Posted by: Timothy L. Pennell at May 13, 2008 7:35 AM"

I love this post! Tells us so much about Timmy Pennell, doesn't it?

How does he know what a "glory hole" is anyway?

Posted by: AlbertCat at May 14, 2008 10:34 AM

What do you expect from Goldberg, he went to a girl's college

Posted by: The Fist of Diana at May 14, 2008 10:21 PM

I have the feeling our Tim knows *exactly* what a glory hole is. It's pretty typical that these guys think they're insulting us by calling us "queers" but haven't noticed that we don't mind being queer in the slightest.

Posted by: Dr Zen at May 14, 2008 11:08 PM

Thank you Green Eagle, AlbertCat and Dr Zen for making my day, that was a much needed laugh.

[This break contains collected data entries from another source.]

use crate::core::member::MemberId;
use crate::core::money::Money;
use serde::{Deserialize, Serialize};
use std::collections::BTreeMap;
use std::fmt;

/// One transfer of a settlement plan: `from` pays `to`.
#[derive(Debug, Clone, PartialEq, Eq, Serialize, Deserialize)]
pub struct Transaction {
    pub from: MemberId,
    pub to: MemberId,
    pub amount: Money,
}

impl fmt::Display for Transaction {
    fn fmt(&self, f: &mut fmt::Formatter<'_>) -> fmt::Result {
        write!(f, "{} → {}: {}", self.from, self.to, self.amount)
    }
}

/// An ordered list of transfers that zeroes every member's net position.
///
/// For `N` members with a nonzero position the plan holds at most `N − 1`
/// transactions — the whole point of simplification, since reporting every
/// nonzero pairwise balance as a required payment would be correct but far
/// from minimal.
#[derive(Debug, Clone, PartialEq, Eq, Default, Serialize, Deserialize)]
pub struct SettlementPlan {
    transactions: Vec<Transaction>,
}

impl SettlementPlan {
    pub fn new(transactions: Vec<Transaction>) -> Self {
        Self { transactions }
    }

    pub fn transactions(&self) -> &[Transaction] {
        &self.transactions
    }

    pub fn len(&self) -> usize {
        self.transactions.len()
    }

    pub fn is_empty(&self) -> bool {
        self.transactions.is_empty()
    }

    /// Total amount moved by the plan.
    pub fn total_volume(&self) -> Money {
        self.transactions.iter().map(|t| t.amount).sum()
    }

    /// Apply every transfer to a set of scalar positions. A debtor paying
    /// moves their position up; a creditor receiving moves theirs down.
    pub fn apply(&self, positions: &mut BTreeMap<MemberId, Money>) {
        for t in &self.transactions {
            *positions.entry(t.from.clone()).or_default() += t.amount;
            *positions.entry(t.to.clone()).or_default() -= t.amount;
        }
    }

    /// How much shorter the plan is than paying off every pairwise balance
    /// individually, as a percentage of the pairwise count.
    pub fn reduction_percent(&self, pairwise_count: usize) -> f64 {
        if pairwise_count == 0 {
            return 0.0;
        }
        let saved = pairwise_count.saturating_sub(self.transactions.len());
        saved as f64 * 100.0 / pairwise_count as f64
    }
}

impl fmt::Display for SettlementPlan {
    fn fmt(&self, f: &mut fmt::Formatter<'_>) -> fmt::Result {
        writeln!(f, "=== Settlement Plan ===")?;
        writeln!(f, "Transfers:    {}", self.len())?;
        writeln!(f, "Total moved:  {}", self.total_volume())?;
        for t in &self.transactions {
            writeln!(f, "  {}", t)?;
        }
        Ok(())
    }
}
use crate::core::money::Money;
use rust_decimal::prelude::ToPrimitive;
use rust_decimal::{Decimal, RoundingStrategy};
use serde::{Deserialize, Serialize};
use std::fmt;
use thiserror::Error;

/// ISO 4217-style currency code.
///
/// Supports standard fiat currencies (USD, EUR, JPY, etc.) as well as
/// arbitrary identifiers for anything a group chooses to record in.
///
/// # Examples
///
/// ```
/// use splitledger::core::currency::CurrencyCode;
///
/// let usd = CurrencyCode::new("USD");
/// let eur = CurrencyCode::new("EUR");
/// assert_ne!(usd, eur);
/// ```
#[derive(Debug, Clone, PartialEq, Eq, Hash, PartialOrd, Ord, Serialize, Deserialize)]
#[serde(transparent)]
pub struct CurrencyCode(String);

impl CurrencyCode {
    pub fn new(code: impl Into<String>) -> Self {
        Self(code.into())
    }

    pub fn as_str(&self) -> &str {
        &self.0
    }
}

impl fmt::Display for CurrencyCode {
    fn fmt(&self, f: &mut fmt::Formatter<'_>) -> fmt::Result {
        write!(f, "{}", self.0)
    }
}

impl From<&str> for CurrencyCode {
    fn from(s: &str) -> Self {
        Self::new(s)
    }
}

/// Errors arising from currency normalization.
#[derive(Debug, Error)]
pub enum CurrencyError {
    #[error("no captured rate to convert {currency} into {base}")]
    UnknownCurrency {
        currency: CurrencyCode,
        base: CurrencyCode,
    },
    #[error("captured rate must be positive, got {rate} for {currency}")]
    InvalidRate {
        currency: CurrencyCode,
        rate: Decimal,
    },
    #[error("{amount} {currency} at rate {rate} does not fit in minor units")]
    Overflow {
        currency: CurrencyCode,
        amount: Money,
        rate: Decimal,
    },
}

/// Converts recorded amounts into a group's base currency.
///
/// Every record stores the exchange rate captured when it was created;
/// normalization only ever uses that captured rate. Rates are never
/// re-fetched during aggregation, so replaying the same history always
/// reproduces the same figures even if live market rates have moved since.
///
/// Rounding is half-away-from-zero to whole minor units.
///
/// # Examples
///
/// ```
/// use splitledger::core::currency::{CurrencyCode, CurrencyNormalizer};
/// use splitledger::core::money::Money;
/// use rust_decimal_macros::dec;
///
/// let normalizer = CurrencyNormalizer::new(CurrencyCode::new("USD"));
/// let converted = normalizer
///     .normalize(Money::from_minor(1000), &CurrencyCode::new("EUR"), Some(dec!(1.10)))
///     .unwrap();
/// assert_eq!(converted, Money::from_minor(1100));
/// ```
#[derive(Debug, Clone)]
pub struct CurrencyNormalizer {
    base: CurrencyCode,
}

impl CurrencyNormalizer {
    pub fn new(base: CurrencyCode) -> Self {
        Self { base }
    }

    /// The base currency all amounts normalize into.
    pub fn base(&self) -> &CurrencyCode {
        &self.base
    }

    /// Convert an amount recorded in `currency` into base minor units using
    /// the rate captured at record-creation time.
    ///
    /// An amount already in the base currency passes through unchanged.
    pub fn normalize(
        &self,
        amount: Money,
        currency: &CurrencyCode,
        rate: Option<Decimal>,
    ) -> Result<Money, CurrencyError> {
        if *currency == self.base {
            return Ok(amount);
        }
        let rate = rate.ok_or_else(|| CurrencyError::UnknownCurrency {
            currency: currency.clone(),
            base: self.base.clone(),
        })?;
        if rate <= Decimal::ZERO {
            return Err(CurrencyError::InvalidRate {
                currency: currency.clone(),
                rate,
            });
        }
        let converted = Decimal::from(amount.minor()) * rate;
        converted
            .round_dp_with_strategy(0, RoundingStrategy::MidpointAwayFromZero)
            .to_i64()
            .map(Money::from_minor)
            .ok_or(CurrencyError::Overflow {
                currency: currency.clone(),
                amount,
                rate,
            })
    }
}
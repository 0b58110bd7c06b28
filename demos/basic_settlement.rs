//! Basic balance folding and settlement example.
//!
//! Demonstrates how a weekend trip's expenses fold into net balances and
//! how the greedy simplifier reduces them to a short transfer list.

use rust_decimal_macros::dec;
use splitledger::prelude::*;

fn main() {
    println!("╔═══════════════════════════════════════════╗");
    println!("║  splitledger: Basic Settlement Example    ║");
    println!("╚═══════════════════════════════════════════╝\n");

    let group = GroupId::new("ski-trip");
    let alice = MemberId::new("alice");
    let bob = MemberId::new("bob");
    let carol = MemberId::new("carol");
    let dave = MemberId::new("dave");

    let mut store = LedgerStore::new();
    let ledger = store.create_group(group.clone(), CurrencyCode::new("USD"));
    for member in [&alice, &bob, &carol, &dave] {
        ledger.add_member(member.clone());
    }

    // --- Scenario 1: one dinner, split evenly ---
    println!("━━━ Scenario 1: One dinner, split evenly ━━━\n");

    ledger.record_expense(
        ExpenseRecord::new(
            group.clone(),
            [(alice.clone(), Money::from_minor(9000))].into(),
            Money::from_minor(9000),
            CurrencyCode::new("USD"),
            SplitStrategy::Equal {
                among: vec![alice.clone(), bob.clone(), carol.clone()],
            },
        )
        .with_category("food"),
    );

    let service = LedgerService::new();
    let report = service.report(&store, &group).expect("fold should succeed");
    print_report(&report);

    // --- Scenario 2: a full weekend ---
    println!("━━━ Scenario 2: A full weekend of expenses ━━━\n");

    let ledger = store.group_mut(&group).expect("group exists");

    // Cabin, paid by bob, weighted by nights stayed.
    ledger.record_expense(
        ExpenseRecord::new(
            group.clone(),
            [(bob.clone(), Money::from_minor(48_000))].into(),
            Money::from_minor(48_000),
            CurrencyCode::new("USD"),
            SplitStrategy::Shares {
                weights: [
                    (alice.clone(), 2),
                    (bob.clone(), 2),
                    (carol.clone(), 1),
                    (dave.clone(), 3),
                ]
                .into(),
            },
        )
        .with_category("lodging"),
    );

    // Lift tickets bought abroad in EUR, rate captured at purchase time.
    ledger.record_expense(
        ExpenseRecord::new(
            group.clone(),
            [(carol.clone(), Money::from_minor(20_000))].into(),
            Money::from_minor(20_000),
            CurrencyCode::new("EUR"),
            SplitStrategy::Equal {
                among: vec![alice.clone(), bob.clone(), carol.clone(), dave.clone()],
            },
        )
        .with_rate(dec!(1.08)),
    );

    // Groceries, exact amounts agreed at checkout.
    ledger.record_expense(ExpenseRecord::new(
        group.clone(),
        [(dave.clone(), Money::from_minor(6400))].into(),
        Money::from_minor(6400),
        CurrencyCode::new("USD"),
        SplitStrategy::Exact {
            amounts: [
                (alice.clone(), Money::from_minor(1600)),
                (bob.clone(), Money::from_minor(2400)),
                (dave.clone(), Money::from_minor(2400)),
            ]
            .into(),
        },
    ));

    // Bob already paid alice back for the dinner.
    ledger.record_settlement(SettlementRecord::new(
        group.clone(),
        bob.clone(),
        alice.clone(),
        Money::from_minor(3000),
        CurrencyCode::new("USD"),
    ));

    let report = service.report(&store, &group).expect("fold should succeed");
    print_report(&report);

    println!(
        "Pairwise balances simplified: {} → {} transfers ({:.0}% fewer)",
        report.balances.len(),
        report.plan.len(),
        report.plan.reduction_percent(report.balances.len())
    );
}

fn print_report(report: &GroupReport) {
    println!("Net positions:");
    for (member, position) in &report.positions {
        let status = if position.is_positive() {
            "CREDITOR"
        } else if position.is_negative() {
            "DEBTOR"
        } else {
            "FLAT"
        };
        println!("  {:<8} {:>8}  [{}]", member.to_string(), position.to_string(), status);
    }
    println!();
    println!("{}", report.plan);
}
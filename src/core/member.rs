use serde::{Deserialize, Serialize};
use std::fmt;

/// Unique identifier for a member within a group.
///
/// Members carry no mutable financial state of their own; everything owed
/// or owing is derived from the ledger. The `Ord` implementation matters:
/// ascending member id is the deterministic tie-break used throughout the
/// engine, from remainder distribution to settlement matching.
///
/// # Examples
///
/// ```
/// use splitledger::core::member::MemberId;
///
/// let alice = MemberId::new("alice");
/// let bob = MemberId::new("bob");
/// assert!(alice < bob);
/// ```
#[derive(Debug, Clone, PartialEq, Eq, Hash, PartialOrd, Ord, Serialize, Deserialize)]
#[serde(transparent)]
pub struct MemberId(String);

impl MemberId {
    pub fn new(id: impl Into<String>) -> Self {
        Self(id.into())
    }

    pub fn as_str(&self) -> &str {
        &self.0
    }
}

impl fmt::Display for MemberId {
    fn fmt(&self, f: &mut fmt::Formatter<'_>) -> fmt::Result {
        write!(f, "{}", self.0)
    }
}

impl From<&str> for MemberId {
    fn from(s: &str) -> Self {
        Self::new(s)
    }
}

/// Unique identifier for an expense-sharing group.
#[derive(Debug, Clone, PartialEq, Eq, Hash, PartialOrd, Ord, Serialize, Deserialize)]
#[serde(transparent)]
pub struct GroupId(String);

impl GroupId {
    pub fn new(id: impl Into<String>) -> Self {
        Self(id.into())
    }

    pub fn as_str(&self) -> &str {
        &self.0
    }
}

impl fmt::Display for GroupId {
    fn fmt(&self, f: &mut fmt::Formatter<'_>) -> fmt::Result {
        write!(f, "{}", self.0)
    }
}

impl From<&str> for GroupId {
    fn from(s: &str) -> Self {
        Self::new(s)
    }
}
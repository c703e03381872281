//! Shared reqwest-to-gateway error mapping for both gateways.

use taskcal_core::gateway::GatewayError;

/// A request that never produced a response: connect failure, timeout,
/// broken body. Always worth retrying on a later run.
pub fn transport_error(err: reqwest::Error) -> GatewayError {
    GatewayError::Transient(err.to_string())
}

/// Map an error status onto the engine's taxonomy; success passes the
/// response through for body parsing.
pub async fn check_status(response: reqwest::Response) -> Result<reqwest::Response, GatewayError> {
    let status = response.status();
    if status.is_success() {
        return Ok(response);
    }

    let body = response.text().await.unwrap_or_default();
    let detail = format!("{status}: {body}");
    match status.as_u16() {
        404 | 410 => Err(GatewayError::NotFound(detail)),
        429 => Err(GatewayError::Transient(detail)),
        s if s >= 500 => Err(GatewayError::Transient(detail)),
        _ => Err(GatewayError::Rejected(detail)),
    }
}
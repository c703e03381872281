use anyhow::Result;
use chrono::Utc;
use owo_colors::OwoColorize;
use taskcal_core::gateway::{RecordQuery, RecordStore};
use taskcal_core::rules::pending_actions;
use taskcal_core::schedule::local_working_date;

use crate::airtable::AirtableStore;
use crate::config;

/// Dry run: list the records whose triggers would fire, without touching
/// the calendar or the store.
pub async fn run() -> Result<()> {
    let cfg = config::load_config()?;
    let store = AirtableStore::new(&cfg.airtable);

    let records = store.fetch(&RecordQuery::active_deadlines()).await?;
    let today = local_working_date(Utc::now());

    let mut pending = 0;
    for record in &records {
        let actions = pending_actions(record, today);
        if actions.is_empty() {
            continue;
        }
        pending += 1;

        let name = record.fields.name.as_deref().unwrap_or("(unnamed)");
        let labels: Vec<String> = actions.iter().map(ToString::to_string).collect();
        println!(
            "{} [{}]: {}",
            name.bold(),
            record.id,
            labels.join(", ").yellow()
        );
    }

    if pending == 0 {
        println!("Everything in sync ({} active records).", records.len());
    } else {
        println!(
            "\n{pending} of {} active records need reconciliation.",
            records.len()
        );
    }
    Ok(())
}
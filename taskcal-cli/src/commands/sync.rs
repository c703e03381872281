use anyhow::Result;
use owo_colors::OwoColorize;
use taskcal_core::sync::{SyncReport, run_deadline_sync, run_today_sync};

use crate::airtable::AirtableStore;
use crate::config;
use crate::gcal::GoogleCalendar;

pub async fn run() -> Result<()> {
    let cfg = config::load_config()?;
    let store = AirtableStore::new(&cfg.airtable);
    let calendar = GoogleCalendar::connect(&cfg.google).await?;

    println!("Scheduling today's records...");
    let today = run_today_sync(&store, &calendar).await?;
    print_report(&today);

    println!("Reconciling deadlines...");
    let deadlines = run_deadline_sync(&store, &calendar).await?;
    print_report(&deadlines);

    if today.is_clean() && deadlines.is_clean() {
        Ok(())
    } else {
        anyhow::bail!("sync finished with failures (see above)")
    }
}

fn print_report(report: &SyncReport) {
    println!("  {}", report.summary());

    for skipped in &report.skipped_records {
        eprintln!("  {} {skipped}", "skipped:".yellow());
    }
    for failure in &report.calendar_failures {
        eprintln!("  {} {failure}", "calendar:".red());
    }
    for failure in &report.batch_failures {
        eprintln!("  {} {failure}", "store:".red());
    }
}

Posted by: ak47 at May 16, 2008 7:26 AM

First, a note to everyone: it's "ANWR", for Alaska National Wildlife Refuge.

Second, a note to wingnuts who think that exploratory drilling in ANWR will magically push gas back down to $1.99/gal for the summer driving season: it won't. No one knows how much oil, or of what quality, is there. Even if there's a bonanza of light sweet crude, and even if the oil companies rush to start full-scale drilling, the first barrels from any ANWR find are literally years from making it to refineries.

Posted by: Robert M. at May 16, 2008 8:26 AM

I laugh ( or cry) when the oil companies say thay are making only a small markup on gas.
US is supposed to be supplying 65% of the US demand from domestic sources. I guess it is more profitable to sell it to China at the world market price than it is to sell it to their own gas stations at Cost + profit. I guess they trade oil, probably to Iran so that Iran can sell it to China and India, and then have Iran ship an equal amount back to us at world market prices. What a racket. The pennies on a dollar profit is actually dollars ona dollar.

Then too I uderstand that a good portion of the current Alaska pipeline oil stops at Seattle and is shipped to Japan and the far east at world market prices, instread of to California and the mid west to alleviate the prices there.

Its not Govt. its the Oil company greed. The US could cause our gas prices to drop simply by mandating that domestic oil not be exported or traded.


Posted by: Jerry g at June 10, 2008 9:24 AM

Blaming Big Oil is just a scapegoat people use in an effort not to be at fault for their own consumer greed. Profts are always reported in dollars, in percentages they are average at best.